Mediastinal liposarcomas account for 0.1 to 0.75% of all mediastinal tumors [1]. They usually present in the fifth decade and the male to female distribution is equal [3]. Among four described varieties by World Health Organization, myxoid and pleomorphic tumors are associated with increased mortality [4], while differentiated liposarcomas are known to have better prognosis. However, well-differentiated liposarcomas are associated with high risk of local recurrence with 5-year local recurrence rates of approximately 50% [5, 6]. Hence, complete resection of the tumor is necessary. Mediastinal liposarcomas grow slowly and are unlikely to invade surrounding organs. Many patients remain asymptomatic until their tumor is very large becoming a “giant” liposarcoma encroaching on to the great vessels or the heart or the lungs. Small liposarcomas of the mediastinum can be resected by videothoracoscopy or robotic-assisted thoracoscopy. Larger tumors often require an open approach such as sternotomy, thoracotomy, clamshell, or hemiclamshell incisions. Clamshell or bilateral thoracotomy will be required if the tumor is extensive involving both the hemithoraces as in our case.

Conclusion

Giant mediastinal liposarcomas are rare tumors. Epidemiologically, they are most common in the fifth or sixth decade of life with equal sex distribution. By the time the patient becomes symptomatic, tumors invariably become “giant” encroaching vital structures in the chest and creating a challenge for surgical excision and may often require cardiopulmonary bypass support.
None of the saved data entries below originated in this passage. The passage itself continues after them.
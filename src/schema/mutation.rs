//! CRUD mutation generation
//!
//! Each table with a single-column primary key gets five mutations:
//! `createItem`, `updateItem`, `updateItemByNodeId`, `deleteItem` and
//! `deleteItemByNodeId`. Every input carries an optional `clientMutationId`
//! which the payload echoes back verbatim.

use crate::schema::builder::TableMeta;
use crate::schema::node_id::{self, NodeId};
use crate::schema::resolver::{
    accessor_to_value, get_options, get_store, row_node_id, store_error, EdgeValue, QueryRoot,
};
use crate::schema::type_mapping::pg_to_graphql_type;

use async_graphql::dynamic::{
    Field, FieldFuture, FieldValue, InputObject, InputValue, Object, ObjectAccessor,
    ResolverContext, TypeRef,
};
use async_graphql::{Error, Value};
use indexmap::IndexMap;
use std::sync::Arc;

/// Parent value for mutation payload objects
pub(crate) struct PayloadValue {
    pub client_mutation_id: Option<String>,
    pub row: Option<Value>,
    pub deleted_node_id: Option<String>,
}

fn create_input_name(meta: &TableMeta) -> String {
    format!("Create{}Input", meta.type_name)
}

fn update_input_name(meta: &TableMeta) -> String {
    format!("Update{}Input", meta.type_name)
}

fn update_by_node_id_input_name(meta: &TableMeta) -> String {
    format!("Update{}ByNodeIdInput", meta.type_name)
}

fn delete_input_name(meta: &TableMeta) -> String {
    format!("Delete{}Input", meta.type_name)
}

fn delete_by_node_id_input_name(meta: &TableMeta) -> String {
    format!("Delete{}ByNodeIdInput", meta.type_name)
}

fn create_payload_name(meta: &TableMeta) -> String {
    format!("Create{}Payload", meta.type_name)
}

fn update_payload_name(meta: &TableMeta) -> String {
    format!("Update{}Payload", meta.type_name)
}

fn delete_payload_name(meta: &TableMeta) -> String {
    format!("Delete{}Payload", meta.type_name)
}

fn edge_field_name(meta: &TableMeta) -> String {
    format!("{}Edge", meta.singular_field)
}

fn deleted_node_id_field_name(meta: &TableMeta) -> String {
    format!("deleted{}NodeId", meta.type_name)
}

fn client_mutation_id_input() -> InputValue {
    InputValue::new("clientMutationId", TypeRef::named(TypeRef::STRING)).description(
        "An arbitrary string value with no semantic meaning. Will be included in the \
         payload verbatim. May be used to track mutations by the client.",
    )
}

/// All input object types for one table's mutations
pub(crate) fn create_mutation_input_types(meta: &Arc<TableMeta>) -> Vec<InputObject> {
    let pk_field = meta.pk_field_name().unwrap_or_default();
    let pk_type = meta
        .table
        .primary_key_column()
        .map(|c| pg_to_graphql_type(c.pg_type, false))
        .unwrap_or_else(|| TypeRef::named_nn(TypeRef::INT));

    // ItemInput: non-nullable columns without a default stay required
    let mut row_input = InputObject::new(meta.input_type.as_str())
        .description(format!("An input for mutations affecting `{}`", meta.type_name));
    for (field_name, column) in meta.graphql_fields() {
        let optional = column.nullable || column.has_default;
        row_input = row_input.field(InputValue::new(
            field_name,
            pg_to_graphql_type(column.pg_type, optional),
        ));
    }

    // ItemPatch: everything optional
    let mut patch_input = InputObject::new(meta.patch_type.as_str()).description(format!(
        "Represents an update to a `{}`. Fields that are set will be updated.",
        meta.type_name
    ));
    for (field_name, column) in meta.graphql_fields() {
        patch_input = patch_input.field(InputValue::new(
            field_name,
            pg_to_graphql_type(column.pg_type, true),
        ));
    }

    let create_input = InputObject::new(create_input_name(meta))
        .description(format!("All input for the create `{}` mutation.", meta.type_name))
        .field(client_mutation_id_input())
        .field(InputValue::new(
            meta.singular_field.as_str(),
            TypeRef::named_nn(meta.input_type.as_str()),
        ));

    let update_input = InputObject::new(update_input_name(meta))
        .description(format!("All input for the `update{}` mutation.", meta.type_name))
        .field(client_mutation_id_input())
        .field(InputValue::new(pk_field.as_str(), pk_type.clone()))
        .field(InputValue::new(
            "patch",
            TypeRef::named_nn(meta.patch_type.as_str()),
        ));

    let update_by_node_id_input = InputObject::new(update_by_node_id_input_name(meta))
        .description(format!(
            "All input for the `update{}ByNodeId` mutation.",
            meta.type_name
        ))
        .field(client_mutation_id_input())
        .field(InputValue::new("nodeId", TypeRef::named_nn(TypeRef::ID)))
        .field(InputValue::new(
            "patch",
            TypeRef::named_nn(meta.patch_type.as_str()),
        ));

    let delete_input = InputObject::new(delete_input_name(meta))
        .description(format!("All input for the `delete{}` mutation.", meta.type_name))
        .field(client_mutation_id_input())
        .field(InputValue::new(pk_field.as_str(), pk_type));

    let delete_by_node_id_input = InputObject::new(delete_by_node_id_input_name(meta))
        .description(format!(
            "All input for the `delete{}ByNodeId` mutation.",
            meta.type_name
        ))
        .field(client_mutation_id_input())
        .field(InputValue::new("nodeId", TypeRef::named_nn(TypeRef::ID)));

    vec![
        row_input,
        patch_input,
        create_input,
        update_input,
        update_by_node_id_input,
        delete_input,
        delete_by_node_id_input,
    ]
}

fn payload_object(meta: &Arc<TableMeta>, name: String, description: String) -> Object {
    let meta_edge = meta.clone();

    Object::new(name)
        .description(description)
        .field(Field::new(
            "clientMutationId",
            TypeRef::named(TypeRef::STRING),
            move |ctx| {
                FieldFuture::new(async move {
                    let payload = ctx.parent_value.try_downcast_ref::<PayloadValue>()?;
                    Ok(payload
                        .client_mutation_id
                        .clone()
                        .map(|id| FieldValue::value(Value::String(id))))
                })
            },
        ))
        .field(Field::new(
            meta.singular_field.as_str(),
            TypeRef::named(meta.type_name.as_str()),
            move |ctx| {
                FieldFuture::new(async move {
                    let payload = ctx.parent_value.try_downcast_ref::<PayloadValue>()?;
                    Ok(payload.row.clone().map(FieldValue::owned_any))
                })
            },
        ))
        .field(
            // The edge has no position in any ordered set, so its cursor is null
            Field::new(
                edge_field_name(meta),
                TypeRef::named(meta.edge_type.as_str()),
                move |ctx| {
                    FieldFuture::new(async move {
                        let payload = ctx.parent_value.try_downcast_ref::<PayloadValue>()?;
                        Ok(payload.row.clone().map(|row| {
                            FieldValue::owned_any(EdgeValue {
                                cursor: None,
                                node: row,
                            })
                        }))
                    })
                },
            )
            .argument(InputValue::new(
                "orderBy",
                TypeRef::named_nn_list(meta_edge.order_by.type_name.as_str()),
            )),
        )
        .field(Field::new(
            "query",
            TypeRef::named("Query"),
            move |_ctx| {
                FieldFuture::new(async move { Ok(Some(FieldValue::owned_any(QueryRoot))) })
            },
        ))
}

/// The three payload object types for one table
pub(crate) fn create_payload_objects(meta: &Arc<TableMeta>) -> Vec<Object> {
    let create_payload = payload_object(
        meta,
        create_payload_name(meta),
        format!("The output of our create `{}` mutation.", meta.type_name),
    );
    let update_payload = payload_object(
        meta,
        update_payload_name(meta),
        format!("The output of our update `{}` mutation.", meta.type_name),
    );
    let delete_payload = payload_object(
        meta,
        delete_payload_name(meta),
        format!("The output of our delete `{}` mutation.", meta.type_name),
    )
    .field(Field::new(
        deleted_node_id_field_name(meta),
        TypeRef::named(TypeRef::ID),
        move |ctx| {
            FieldFuture::new(async move {
                let payload = ctx.parent_value.try_downcast_ref::<PayloadValue>()?;
                Ok(payload
                    .deleted_node_id
                    .clone()
                    .map(|id| FieldValue::value(Value::String(id))))
            })
        },
    ));

    vec![create_payload, update_payload, delete_payload]
}

fn client_mutation_id_of(input: &ObjectAccessor) -> Option<String> {
    input
        .get("clientMutationId")
        .and_then(|v| v.string().ok().map(str::to_string))
}

/// Translate an input/patch object into column name -> value pairs
fn columns_of(meta: &TableMeta, obj: &ObjectAccessor) -> IndexMap<String, Value> {
    let mut row = IndexMap::new();
    for (field_name, column) in meta.graphql_fields() {
        if let Some(value) = obj.get(field_name.as_str()) {
            row.insert(column.name.clone(), accessor_to_value(&value));
        }
    }
    row
}

/// Decode a nodeId argument, checking it addresses this table
fn pk_from_node_id(meta: &TableMeta, raw: &str) -> Result<Value, Error> {
    match node_id::decode(raw) {
        Some(NodeId::Row { collection, pk }) if collection == meta.collection_field => Ok(pk),
        _ => Err(Error::new(format!("Invalid nodeId: {}", raw))),
    }
}

fn input_object<'a>(ctx: &'a ResolverContext) -> Result<ObjectAccessor<'a>, Error> {
    Ok(ctx.args.try_get("input")?.object()?)
}

fn create_field(meta: &Arc<TableMeta>) -> Field {
    let meta_outer = meta.clone();
    let field_name = format!("create{}", meta.type_name);

    Field::new(
        field_name,
        TypeRef::named(create_payload_name(meta)),
        move |ctx| {
            let meta = meta_outer.clone();
            FieldFuture::new(async move {
                let input = input_object(&ctx)?;
                let client_mutation_id = client_mutation_id_of(&input);
                let row_input = input
                    .get(meta.singular_field.as_str())
                    .ok_or_else(|| Error::new(format!("Missing '{}'", meta.singular_field)))?;
                let row = columns_of(&meta, &row_input.object()?);

                let store = get_store(&ctx)?;
                let options = get_options(&ctx);
                let inserted = store
                    .insert(&meta.table, row)
                    .await
                    .map_err(|e| store_error(e, &options))?;

                Ok(Some(FieldValue::owned_any(PayloadValue {
                    client_mutation_id,
                    row: Some(inserted),
                    deleted_node_id: None,
                })))
            })
        },
    )
    .description(format!("Creates a single `{}`.", meta.type_name))
    .argument(InputValue::new(
        "input",
        TypeRef::named_nn(create_input_name(meta)),
    ))
}

fn update_field(meta: &Arc<TableMeta>, by_node_id: bool) -> Field {
    let meta_outer = meta.clone();
    let field_name = if by_node_id {
        format!("update{}ByNodeId", meta.type_name)
    } else {
        format!("update{}", meta.type_name)
    };
    let input_name = if by_node_id {
        update_by_node_id_input_name(meta)
    } else {
        update_input_name(meta)
    };
    let description = if by_node_id {
        format!(
            "Updates a single `{}` using its globally unique id and a patch.",
            meta.type_name
        )
    } else {
        format!(
            "Updates a single `{}` using a unique key and a patch.",
            meta.type_name
        )
    };

    Field::new(
        field_name,
        TypeRef::named(update_payload_name(meta)),
        move |ctx| {
            let meta = meta_outer.clone();
            FieldFuture::new(async move {
                let input = input_object(&ctx)?;
                let client_mutation_id = client_mutation_id_of(&input);

                let pk = if by_node_id {
                    let raw = input
                        .get("nodeId")
                        .ok_or_else(|| Error::new("Missing 'nodeId'"))?;
                    pk_from_node_id(&meta, raw.string()?)?
                } else {
                    let pk_field = meta
                        .pk_field_name()
                        .ok_or_else(|| Error::new("Table has no primary key"))?;
                    let raw = input
                        .get(pk_field.as_str())
                        .ok_or_else(|| Error::new(format!("Missing '{}'", pk_field)))?;
                    accessor_to_value(&raw)
                };

                let patch = input
                    .get("patch")
                    .ok_or_else(|| Error::new("Missing 'patch'"))?;
                let changes = columns_of(&meta, &patch.object()?);

                let store = get_store(&ctx)?;
                let options = get_options(&ctx);
                let updated = store
                    .update(&meta.table, &pk, changes)
                    .await
                    .map_err(|e| store_error(e, &options))?
                    .ok_or_else(|| {
                        Error::new(format!(
                            "No values were updated in collection '{}' because no values \
                             you can update were found matching these criteria.",
                            meta.collection_field
                        ))
                    })?;

                Ok(Some(FieldValue::owned_any(PayloadValue {
                    client_mutation_id,
                    row: Some(updated),
                    deleted_node_id: None,
                })))
            })
        },
    )
    .description(description)
    .argument(InputValue::new("input", TypeRef::named_nn(input_name)))
}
Surgical approaches for optimal resection are debatable and varied and literature on it is scarce. We present a 53-year-old lady with well-differentiated liposarcoma who was incapacitated by symptoms and successfully underwent excision via a clamshell thoracotomy. She had an uneventful postoperative course and now at the end of the 24-month follow-up, she is able to walk 2 km comfortably. Three important lessons can be learned from this case. First, we should have cardiopulmonary bypass on standby and used expeditiously if required. Second, clamshell thoracotomy is the desired and unparalleled approach for tumors with this type of anatomical location. Third, complete excision of the tumor is of paradigm importance to avoid recurrence proved by a 2-year follow-up in this case.

Funding information

We declare that no funding is involved in repoting of this article.
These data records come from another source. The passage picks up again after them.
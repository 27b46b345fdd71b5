/// GraphQL schema builder
///
/// This module provides the `SchemaBuilder` which generates a complete
/// relay-style GraphQL schema from introspected Postgres tables, layering
/// registered computed-field plans on top of the generated CRUD surface.

use crate::error::{PostquillError, Result};
use crate::pg::{ColumnInfo, ColumnOrder, Store, TableInfo};
use crate::schema::inflection::{
    collection_field_name, singular_field_name, to_camel_case, type_name,
};
use crate::schema::mutation::{
    create_mutation_fields, create_mutation_input_types, create_payload_objects,
};
use crate::schema::order_by::OrderByEnum;
use crate::schema::plans::PlanRegistry;
use crate::schema::resolver::{
    create_by_node_id_resolver, create_collection_resolver, create_condition_input,
    create_connection_object, create_edge_object, create_entity_object, create_node_field,
    create_page_info_object, create_query_node_id_field, create_query_self_field,
    create_single_resolver,
};
use crate::schema::scalars::register_custom_scalars;

use async_graphql::dynamic::{Interface, InterfaceField, Object, Schema, TypeRef};
use std::sync::Arc;

/// Behaviour knobs the resolvers read at runtime
#[derive(Debug, Clone, Default)]
pub struct SchemaOptions {
    /// Which database diagnostic fields go into GraphQL error extensions
    pub extended_errors: Vec<String>,
}

/// Precomputed naming for one table, shared by every resolver that touches it
pub struct TableMeta {
    pub table: TableInfo,
    /// `Item`
    pub type_name: String,
    /// `item`
    pub singular_field: String,
    /// `items`
    pub collection_field: String,
    /// `ItemsConnection`
    pub connection_type: String,
    /// `ItemsEdge`
    pub edge_type: String,
    /// `ItemCondition`
    pub condition_type: String,
    /// `ItemInput`
    pub input_type: String,
    /// `ItemPatch`
    pub patch_type: String,
    pub order_by: OrderByEnum,
}

impl TableMeta {
    pub fn new(table: TableInfo) -> Arc<Self> {
        let entity = type_name(&table.name);
        let collection = collection_field_name(&table.name);
        let collection_pascal = {
            let mut chars = collection.chars();
            match chars.next() {
                Some(first) => first.to_ascii_uppercase().to_string() + chars.as_str(),
                None => String::new(),
            }
        };
        let order_by = OrderByEnum::for_table(&table);

        Arc::new(TableMeta {
            type_name: entity.clone(),
            singular_field: singular_field_name(&table.name),
            collection_field: collection,
            connection_type: format!("{}Connection", collection_pascal),
            edge_type: format!("{}Edge", collection_pascal),
            condition_type: format!("{}Condition", entity),
            input_type: format!("{}Input", entity),
            patch_type: format!("{}Patch", entity),
            order_by,
            table,
        })
    }

    /// camelCase GraphQL field name plus column, per supported column
    pub fn graphql_fields(&self) -> impl Iterator<Item = (String, &ColumnInfo)> {
        self.table
            .columns
            .iter()
            .map(|c| (to_camel_case(&c.name), c))
    }

    /// GraphQL name of the primary key field
    pub fn pk_field_name(&self) -> Option<String> {
        self.table.primary_key.as_deref().map(to_camel_case)
    }

    /// Ordering used when the client sends no `orderBy`: primary key ascending
    pub fn default_order(&self) -> Vec<ColumnOrder> {
        self.table
            .primary_key
            .as_deref()
            .map(|pk| {
                vec![ColumnOrder {
                    column: pk.to_string(),
                    descending: false,
                }]
            })
            .unwrap_or_default()
    }
}

/// Schema builder for generating relay-style GraphQL schemas from tables
pub struct SchemaBuilder {
    store: Arc<dyn Store>,
    tables: Vec<TableInfo>,
    plans: PlanRegistry,
    options: SchemaOptions,
}

impl SchemaBuilder {
    /// Create a builder with the stock plan registry (`Query.addTwoNumbers`)
    pub fn new(store: Arc<dyn Store>) -> Self {
        SchemaBuilder {
            store,
            tables: Vec::new(),
            plans: PlanRegistry::with_defaults(),
            options: SchemaOptions::default(),
        }
    }

    pub fn with_options(mut self, options: SchemaOptions) -> Self {
        self.options = options;
        self
    }

    pub fn with_plans(mut self, plans: PlanRegistry) -> Self {
        self.plans = plans;
        self
    }

    pub fn add_table(&mut self, table: TableInfo) -> &mut Self {
        self.tables.push(table);
        self
    }

    pub fn add_tables(&mut self, tables: impl IntoIterator<Item = TableInfo>) -> &mut Self {
        self.tables.extend(tables);
        self
    }

    /// Build the executable schema
    pub fn build(self) -> Result<Schema> {
        if self.tables.is_empty() {
            return Err(PostquillError::SchemaGeneration(
                "No tables to build a schema from".to_string(),
            ));
        }

        let metas: Vec<Arc<TableMeta>> =
            self.tables.into_iter().map(TableMeta::new).collect();
        for meta in &metas {
            tracing::info!("Building schema for table: {}", meta.table.name);
        }

        // Root query type: per-table fields, relay plumbing, computed fields
        let mut query = Object::new("Query")
            .description(
                "The root query type which gives access points into the data universe.",
            )
            .implement("Node");

        for meta in &metas {
            if meta.table.primary_key.is_some() {
                query = query.field(create_single_resolver(meta));
                query = query.field(create_by_node_id_resolver(meta));
            }
            query = query.field(create_collection_resolver(meta));
        }

        query = query
            .field(create_node_field(metas.clone()))
            .field(create_query_node_id_field())
            .field(create_query_self_field());

        for computed in self.plans.fields_for("Query") {
            query = query.field(computed.to_field());
        }

        // Root mutation type: conventional CRUD per table with a primary key
        let mut mutation = Object::new("Mutation").description(
            "The root mutation type which contains root level fields which mutate data.",
        );
        let mut has_mutations = false;
        for meta in &metas {
            if meta.table.primary_key.is_none() {
                continue;
            }
            for field in create_mutation_fields(meta) {
                mutation = mutation.field(field);
                has_mutations = true;
            }
        }
        for computed in self.plans.fields_for("Mutation") {
            mutation = mutation.field(computed.to_field());
            has_mutations = true;
        }

        let mut schema_builder =
            Schema::build("Query", has_mutations.then_some("Mutation"), None);

        for scalar in register_custom_scalars() {
            schema_builder = schema_builder.register(scalar);
        }

        // Relay global-lookup interface
        let node_interface = Interface::new("Node")
            .description("An object with a globally unique `ID`.")
            .field(InterfaceField::new(
                "nodeId",
                TypeRef::named_nn(TypeRef::ID),
            ));
        schema_builder = schema_builder.register(node_interface);
        schema_builder = schema_builder.register(create_page_info_object());

        for meta in &metas {
            schema_builder = schema_builder
                .register(create_entity_object(meta))
                .register(create_connection_object(meta))
                .register(create_edge_object(meta))
                .register(create_condition_input(meta))
                .register(meta.order_by.to_enum());

            if meta.table.primary_key.is_some() {
                for input in create_mutation_input_types(meta) {
                    schema_builder = schema_builder.register(input);
                }
                for payload in create_payload_objects(meta) {
                    schema_builder = schema_builder.register(payload);
                }
            }
        }

        schema_builder = schema_builder.register(query);
        if has_mutations {
            schema_builder = schema_builder.register(mutation);
        }

        let schema = schema_builder
            .data(self.store)
            .data(Arc::new(self.options))
            .finish()
            .map_err(|e| {
                PostquillError::SchemaGeneration(format!("Failed to build schema: {}", e))
            })?;

        Ok(schema)
    }
}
Compliance with Ethical Standards

Conflict of Interest

We declare that there is no conflict of interest.

Human and Animal Rights and Informed Consent

We declared that there is no violation of Human /Animal rights during this case reporting.

Informed consent could not be obtained from the patient. Detailed explanation and all required documents along with ethical statement had been submiited already.